Saved data entries
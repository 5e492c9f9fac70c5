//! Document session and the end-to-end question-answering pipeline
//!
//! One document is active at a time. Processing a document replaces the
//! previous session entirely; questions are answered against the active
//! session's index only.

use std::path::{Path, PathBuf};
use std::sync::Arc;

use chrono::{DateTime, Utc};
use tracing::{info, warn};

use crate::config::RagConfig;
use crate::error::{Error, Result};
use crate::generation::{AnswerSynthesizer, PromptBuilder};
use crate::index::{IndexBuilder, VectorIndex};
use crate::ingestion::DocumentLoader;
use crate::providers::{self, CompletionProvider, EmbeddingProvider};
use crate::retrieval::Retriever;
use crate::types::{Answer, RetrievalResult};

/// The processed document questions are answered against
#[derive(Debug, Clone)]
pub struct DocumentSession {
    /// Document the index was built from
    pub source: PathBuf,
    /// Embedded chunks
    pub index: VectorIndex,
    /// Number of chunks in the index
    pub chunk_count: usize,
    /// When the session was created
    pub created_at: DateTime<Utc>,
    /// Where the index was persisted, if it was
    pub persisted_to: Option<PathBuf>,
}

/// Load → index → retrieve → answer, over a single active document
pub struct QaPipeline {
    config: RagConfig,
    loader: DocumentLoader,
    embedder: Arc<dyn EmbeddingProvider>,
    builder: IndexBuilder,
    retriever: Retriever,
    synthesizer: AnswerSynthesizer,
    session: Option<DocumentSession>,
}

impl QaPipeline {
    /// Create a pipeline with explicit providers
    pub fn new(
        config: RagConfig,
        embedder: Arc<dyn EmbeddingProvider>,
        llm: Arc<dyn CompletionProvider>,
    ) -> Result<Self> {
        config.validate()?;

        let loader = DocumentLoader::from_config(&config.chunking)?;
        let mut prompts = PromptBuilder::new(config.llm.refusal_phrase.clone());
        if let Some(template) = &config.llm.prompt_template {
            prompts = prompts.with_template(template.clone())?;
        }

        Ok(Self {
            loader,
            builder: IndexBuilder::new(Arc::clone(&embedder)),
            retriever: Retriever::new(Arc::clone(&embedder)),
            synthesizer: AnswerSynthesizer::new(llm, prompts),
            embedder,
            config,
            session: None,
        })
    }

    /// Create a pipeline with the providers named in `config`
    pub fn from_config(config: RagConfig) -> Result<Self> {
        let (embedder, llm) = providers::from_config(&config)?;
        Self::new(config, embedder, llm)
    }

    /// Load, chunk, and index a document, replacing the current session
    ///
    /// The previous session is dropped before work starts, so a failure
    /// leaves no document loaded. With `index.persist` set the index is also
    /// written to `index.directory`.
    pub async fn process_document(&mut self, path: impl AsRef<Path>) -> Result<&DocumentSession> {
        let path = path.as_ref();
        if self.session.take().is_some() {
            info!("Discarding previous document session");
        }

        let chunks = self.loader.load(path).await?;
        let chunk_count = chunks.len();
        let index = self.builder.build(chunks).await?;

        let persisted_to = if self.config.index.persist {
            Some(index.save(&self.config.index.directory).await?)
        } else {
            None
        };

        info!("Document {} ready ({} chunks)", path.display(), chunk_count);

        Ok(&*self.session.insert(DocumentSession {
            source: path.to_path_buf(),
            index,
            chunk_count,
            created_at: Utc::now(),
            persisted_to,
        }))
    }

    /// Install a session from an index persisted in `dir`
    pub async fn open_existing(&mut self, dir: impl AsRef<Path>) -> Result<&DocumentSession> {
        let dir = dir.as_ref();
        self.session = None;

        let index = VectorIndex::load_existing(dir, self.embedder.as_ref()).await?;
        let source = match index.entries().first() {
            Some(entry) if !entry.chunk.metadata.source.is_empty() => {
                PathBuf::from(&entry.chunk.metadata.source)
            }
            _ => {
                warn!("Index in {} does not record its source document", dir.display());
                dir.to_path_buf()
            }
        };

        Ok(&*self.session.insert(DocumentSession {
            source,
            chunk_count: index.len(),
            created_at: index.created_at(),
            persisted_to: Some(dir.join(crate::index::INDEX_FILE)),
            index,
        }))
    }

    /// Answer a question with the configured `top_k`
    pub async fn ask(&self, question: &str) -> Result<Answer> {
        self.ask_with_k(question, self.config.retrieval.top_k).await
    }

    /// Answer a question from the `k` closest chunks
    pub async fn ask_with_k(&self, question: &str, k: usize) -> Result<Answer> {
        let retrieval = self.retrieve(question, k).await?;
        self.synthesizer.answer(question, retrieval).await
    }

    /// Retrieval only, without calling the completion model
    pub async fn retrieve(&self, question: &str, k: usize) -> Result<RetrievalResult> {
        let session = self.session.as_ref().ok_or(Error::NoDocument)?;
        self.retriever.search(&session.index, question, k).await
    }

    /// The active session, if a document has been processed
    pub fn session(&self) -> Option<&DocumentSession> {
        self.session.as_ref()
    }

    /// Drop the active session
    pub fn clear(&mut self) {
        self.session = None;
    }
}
---
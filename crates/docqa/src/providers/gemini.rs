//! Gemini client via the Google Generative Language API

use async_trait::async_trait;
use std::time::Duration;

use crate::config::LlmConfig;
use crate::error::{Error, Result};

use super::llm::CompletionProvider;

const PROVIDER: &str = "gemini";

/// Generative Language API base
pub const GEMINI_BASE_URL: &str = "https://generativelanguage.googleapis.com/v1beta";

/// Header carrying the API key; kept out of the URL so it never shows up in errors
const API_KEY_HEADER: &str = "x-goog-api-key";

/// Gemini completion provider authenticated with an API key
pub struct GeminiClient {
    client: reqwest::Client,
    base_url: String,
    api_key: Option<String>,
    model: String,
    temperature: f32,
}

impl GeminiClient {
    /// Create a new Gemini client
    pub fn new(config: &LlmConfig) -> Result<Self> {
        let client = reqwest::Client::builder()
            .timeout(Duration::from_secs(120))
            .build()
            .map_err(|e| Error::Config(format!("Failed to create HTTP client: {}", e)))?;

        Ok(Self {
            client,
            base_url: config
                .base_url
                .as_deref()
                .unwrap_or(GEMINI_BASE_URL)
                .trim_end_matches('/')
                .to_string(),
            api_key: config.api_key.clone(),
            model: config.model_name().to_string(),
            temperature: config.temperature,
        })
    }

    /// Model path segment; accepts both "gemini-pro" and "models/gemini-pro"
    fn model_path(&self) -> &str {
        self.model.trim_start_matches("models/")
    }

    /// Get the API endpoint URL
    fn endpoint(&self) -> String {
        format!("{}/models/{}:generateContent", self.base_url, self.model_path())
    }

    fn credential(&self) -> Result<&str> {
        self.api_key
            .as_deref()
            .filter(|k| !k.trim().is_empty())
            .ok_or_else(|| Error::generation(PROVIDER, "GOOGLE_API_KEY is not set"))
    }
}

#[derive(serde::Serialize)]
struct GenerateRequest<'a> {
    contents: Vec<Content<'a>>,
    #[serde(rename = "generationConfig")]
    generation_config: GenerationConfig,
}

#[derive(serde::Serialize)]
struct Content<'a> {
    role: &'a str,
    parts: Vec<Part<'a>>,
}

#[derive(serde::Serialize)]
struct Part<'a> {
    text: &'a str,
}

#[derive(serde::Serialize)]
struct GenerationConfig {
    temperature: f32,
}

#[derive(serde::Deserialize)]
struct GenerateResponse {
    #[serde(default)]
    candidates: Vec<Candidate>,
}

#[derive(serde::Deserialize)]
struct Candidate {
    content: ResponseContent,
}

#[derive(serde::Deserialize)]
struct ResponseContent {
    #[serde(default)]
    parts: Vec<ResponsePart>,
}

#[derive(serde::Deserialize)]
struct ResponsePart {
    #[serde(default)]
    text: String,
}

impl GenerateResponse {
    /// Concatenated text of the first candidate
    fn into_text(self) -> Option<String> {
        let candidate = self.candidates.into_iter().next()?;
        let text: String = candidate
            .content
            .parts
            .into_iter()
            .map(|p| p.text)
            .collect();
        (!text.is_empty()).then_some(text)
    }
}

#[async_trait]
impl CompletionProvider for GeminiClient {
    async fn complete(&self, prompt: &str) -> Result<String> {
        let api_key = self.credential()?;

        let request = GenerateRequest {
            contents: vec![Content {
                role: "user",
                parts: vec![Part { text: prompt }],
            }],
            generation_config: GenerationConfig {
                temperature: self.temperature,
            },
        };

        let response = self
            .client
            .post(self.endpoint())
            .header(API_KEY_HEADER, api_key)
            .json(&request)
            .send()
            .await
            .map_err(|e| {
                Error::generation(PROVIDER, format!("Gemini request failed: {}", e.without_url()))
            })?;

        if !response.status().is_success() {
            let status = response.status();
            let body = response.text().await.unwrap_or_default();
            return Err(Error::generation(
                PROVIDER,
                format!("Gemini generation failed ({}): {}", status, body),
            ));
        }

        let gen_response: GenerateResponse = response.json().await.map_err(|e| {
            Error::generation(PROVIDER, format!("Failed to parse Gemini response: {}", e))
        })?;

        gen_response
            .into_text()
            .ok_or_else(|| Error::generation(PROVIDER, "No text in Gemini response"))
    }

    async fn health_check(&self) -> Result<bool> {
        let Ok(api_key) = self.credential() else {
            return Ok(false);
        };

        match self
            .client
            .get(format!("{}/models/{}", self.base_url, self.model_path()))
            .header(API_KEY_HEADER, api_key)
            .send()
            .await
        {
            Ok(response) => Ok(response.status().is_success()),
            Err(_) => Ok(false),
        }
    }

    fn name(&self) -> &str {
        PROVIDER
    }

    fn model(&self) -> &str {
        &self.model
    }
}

Problem statement
Reproduce verbatim the lines above, from the line with "repository 5e492c9f9fac70c5" through the line with "session's index only.".

Exercise result
repository 5e492c9f9fac70c5
//! Document session and the end-to-end question-answering pipeline
//!
//! One document is active at a time. Processing a document replaces the
//! previous session entirely; questions are answered against the active
//! session's index only.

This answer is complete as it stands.